Ce positionnement est en phase avec les ambitions marocaines en matière de transition énergétique. Le pays s’est engagé dans un objectif de 52 % de part des énergies renouvelables dans le mix électrique d’ici 2030, et de nombreux projets (centrales solaires, hubs hydrogène, éolien offshore) sont en cours. L’expertise de Tesla en matière de stockage d’énergie pourrait venir compléter ces dispositifs.
Aucune information n’a encore été publiée concernant la localisation exacte ou l’envergure d’un éventuel projet Tesla Energy au Maroc, mais plusieurs sources indiquent que des discussions sont en cours à ce sujet.
Gouvernance du projet et coordination interinstitutionnelle
La réussite du projet repose désormais sur une exécution maîtrisée.

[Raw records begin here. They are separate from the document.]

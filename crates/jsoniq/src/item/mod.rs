//! The item model: one tagged value per dynamic type.
//!
//! Items are immutable once built. Objects and arrays share their payload
//! behind an [`Arc`] so cloning an item (which the pull protocol does a lot)
//! never copies a container.

pub mod duration;
pub mod temporal;

use core::fmt;
use std::str::FromStr;
use std::sync::Arc;

use bigdecimal::BigDecimal;
use chrono::{FixedOffset, NaiveDate, NaiveDateTime, NaiveTime, TimeDelta};
use indexmap::IndexMap;
use num_bigint::BigInt;
use num_traits::{ToPrimitive, Zero};

use crate::runtime::error::{Error, ErrorCode};
pub use duration::{Duration, DurationKind};

/// Ordered key/value payload of an object item.
pub type ObjectMap = IndexMap<String, Item>;

/// An ordered, possibly empty list of items.
pub type Sequence = Vec<Item>;

#[derive(Debug, Clone, PartialEq)]
pub enum Item {
    Null,
    Boolean(bool),
    String(String),
    /// 32-bit machine integer; the fast path of the numeric ladder.
    Int(i32),
    /// Arbitrary-precision integer.
    Integer(BigInt),
    Decimal(BigDecimal),
    Double(f64),
    Float(f32),
    Date { date: NaiveDate, tz: Option<FixedOffset> },
    Time { time: NaiveTime, tz: Option<FixedOffset> },
    DateTime { value: NaiveDateTime, tz: Option<FixedOffset> },
    Duration(Duration),
    YearMonthDuration(i32),
    DayTimeDuration(TimeDelta),
    Object(Arc<ObjectMap>),
    Array(Arc<Vec<Item>>),
}

/// Dynamic type tag of an item.
#[derive(Debug, Clone, Copy, PartialEq, Eq, Hash)]
pub enum ItemType {
    Null,
    Boolean,
    String,
    Int,
    Integer,
    Decimal,
    Double,
    Float,
    Date,
    Time,
    DateTime,
    Duration,
    YearMonthDuration,
    DayTimeDuration,
    Object,
    Array,
}

impl ItemType {
    pub fn name(self) -> &'static str {
        match self {
            ItemType::Null => "null",
            ItemType::Boolean => "boolean",
            ItemType::String => "string",
            ItemType::Int => "int",
            ItemType::Integer => "integer",
            ItemType::Decimal => "decimal",
            ItemType::Double => "double",
            ItemType::Float => "float",
            ItemType::Date => "date",
            ItemType::Time => "time",
            ItemType::DateTime => "dateTime",
            ItemType::Duration => "duration",
            ItemType::YearMonthDuration => "yearMonthDuration",
            ItemType::DayTimeDuration => "dayTimeDuration",
            ItemType::Object => "object",
            ItemType::Array => "array",
        }
    }
}

impl fmt::Display for ItemType {
    fn fmt(&self, f: &mut fmt::Formatter<'_>) -> fmt::Result {
        f.write_str(self.name())
    }
}

// Factory
impl Item {
    pub fn null() -> Self {
        Item::Null
    }

    pub fn boolean(b: bool) -> Self {
        Item::Boolean(b)
    }

    pub fn string(s: impl Into<String>) -> Self {
        Item::String(s.into())
    }

    pub fn int(i: i32) -> Self {
        Item::Int(i)
    }

    pub fn integer(i: impl Into<BigInt>) -> Self {
        Item::Integer(i.into())
    }

    pub fn decimal(d: BigDecimal) -> Self {
        Item::Decimal(d)
    }

    pub fn double(d: f64) -> Self {
        Item::Double(d)
    }

    pub fn float(f: f32) -> Self {
        Item::Float(f)
    }

    pub fn date(date: NaiveDate, tz: Option<FixedOffset>) -> Self {
        Item::Date { date, tz }
    }

    pub fn time(time: NaiveTime, tz: Option<FixedOffset>) -> Self {
        Item::Time { time, tz }
    }

    pub fn date_time(value: NaiveDateTime, tz: Option<FixedOffset>) -> Self {
        Item::DateTime { value, tz }
    }

    pub fn duration(d: Duration) -> Self {
        Item::Duration(d)
    }

    pub fn year_month_duration(months: i32) -> Self {
        Item::YearMonthDuration(months)
    }

    pub fn day_time_duration(delta: TimeDelta) -> Self {
        Item::DayTimeDuration(delta)
    }

    /// Build a duration item of the given kind, dropping the components that
    /// kind does not carry.
    pub fn duration_of_kind(d: Duration, kind: DurationKind) -> Self {
        match kind {
            DurationKind::Duration => Item::Duration(d),
            DurationKind::YearMonth => Item::YearMonthDuration(d.months),
            DurationKind::DayTime => Item::DayTimeDuration(d.delta),
        }
    }

    pub fn object(map: ObjectMap) -> Self {
        Item::Object(Arc::new(map))
    }

    pub fn object_from_pairs<K: Into<String>>(pairs: impl IntoIterator<Item = (K, Item)>) -> Self {
        Item::Object(Arc::new(pairs.into_iter().map(|(k, v)| (k.into(), v)).collect()))
    }

    pub fn array(members: Vec<Item>) -> Self {
        Item::Array(Arc::new(members))
    }

    /// Ingest a JSON value. Integral numbers that fit 32 bits become `int`,
    /// larger ones `integer`; numbers rendered with an exponent become
    /// `double`, other fractional numbers `decimal`.
    pub fn from_json(value: &serde_json::Value) -> Self {
        use serde_json::Value;
        match value {
            Value::Null => Item::Null,
            Value::Bool(b) => Item::Boolean(*b),
            Value::String(s) => Item::String(s.clone()),
            Value::Number(n) => {
                if let Some(i) = n.as_i64() {
                    return i32::try_from(i).map_or_else(|_| Item::Integer(BigInt::from(i)), Item::Int);
                }
                if let Some(u) = n.as_u64() {
                    return Item::Integer(BigInt::from(u));
                }
                let text = n.to_string();
                if text.contains(['e', 'E']) {
                    return Item::Double(n.as_f64().unwrap_or(f64::NAN));
                }
                BigDecimal::from_str(&text)
                    .map_or_else(|_| Item::Double(n.as_f64().unwrap_or(f64::NAN)), Item::Decimal)
            }
            Value::Array(values) => Item::array(values.iter().map(Item::from_json).collect()),
            Value::Object(map) => Item::object(map.iter().map(|(k, v)| (k.clone(), Item::from_json(v))).collect()),
        }
    }
}

// Type inspection
impl Item {
    pub fn item_type(&self) -> ItemType {
        match self {
            Item::Null => ItemType::Null,
            Item::Boolean(_) => ItemType::Boolean,
            Item::String(_) => ItemType::String,
            Item::Int(_) => ItemType::Int,
            Item::Integer(_) => ItemType::Integer,
            Item::Decimal(_) => ItemType::Decimal,
            Item::Double(_) => ItemType::Double,
            Item::Float(_) => ItemType::Float,
            Item::Date { .. } => ItemType::Date,
            Item::Time { .. } => ItemType::Time,
            Item::DateTime { .. } => ItemType::DateTime,
            Item::Duration(_) => ItemType::Duration,
            Item::YearMonthDuration(_) => ItemType::YearMonthDuration,
            Item::DayTimeDuration(_) => ItemType::DayTimeDuration,
            Item::Object(_) => ItemType::Object,
            Item::Array(_) => ItemType::Array,
        }
    }

    pub fn type_name(&self) -> &'static str {
        self.item_type().name()
    }

    pub fn is_int(&self) -> bool {
        matches!(self, Item::Int(_))
    }

    /// `int` is a subtype of `integer`.
    pub fn is_integer(&self) -> bool {
        matches!(self, Item::Int(_) | Item::Integer(_))
    }

    /// `int` and `integer` are subtypes of `decimal`.
    pub fn is_decimal(&self) -> bool {
        matches!(self, Item::Int(_) | Item::Integer(_) | Item::Decimal(_))
    }

    pub fn is_double(&self) -> bool {
        matches!(self, Item::Double(_))
    }

    pub fn is_float(&self) -> bool {
        matches!(self, Item::Float(_))
    }

    pub fn is_numeric(&self) -> bool {
        self.is_decimal() || self.is_double() || self.is_float()
    }

    pub fn is_string(&self) -> bool {
        matches!(self, Item::String(_))
    }

    pub fn is_boolean(&self) -> bool {
        matches!(self, Item::Boolean(_))
    }

    pub fn is_null(&self) -> bool {
        matches!(self, Item::Null)
    }

    pub fn is_object(&self) -> bool {
        matches!(self, Item::Object(_))
    }

    pub fn is_array(&self) -> bool {
        matches!(self, Item::Array(_))
    }

    pub fn is_atomic(&self) -> bool {
        !self.is_object() && !self.is_array()
    }

    pub fn is_date(&self) -> bool {
        matches!(self, Item::Date { .. })
    }

    pub fn is_time(&self) -> bool {
        matches!(self, Item::Time { .. })
    }

    pub fn is_date_time(&self) -> bool {
        matches!(self, Item::DateTime { .. })
    }

    pub fn is_year_month_duration(&self) -> bool {
        matches!(self, Item::YearMonthDuration(_))
    }

    pub fn is_day_time_duration(&self) -> bool {
        matches!(self, Item::DayTimeDuration(_))
    }

    /// Any of the three duration kinds.
    pub fn is_duration(&self) -> bool {
        matches!(self, Item::Duration(_) | Item::YearMonthDuration(_) | Item::DayTimeDuration(_))
    }
}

La construction d’une usine de cette taille mobilisera de nombreuses parties prenantes : ministère de l’Industrie et du Commerce, agences d’investissement, collectivités locales, opérateurs logistiques, organismes de formation, services de l’État.
Il sera essentiel de coordonner les travaux d’infrastructure, l’accompagnement des sous-traitants, la sécurisation du foncier, l’extension des réseaux électriques, la mise à niveau des compétences, ainsi que l’appui au recrutement. La régularité du suivi, la stabilité réglementaire et la transparence des processus seront des éléments déterminants pour respecter le calendrier industriel annoncé.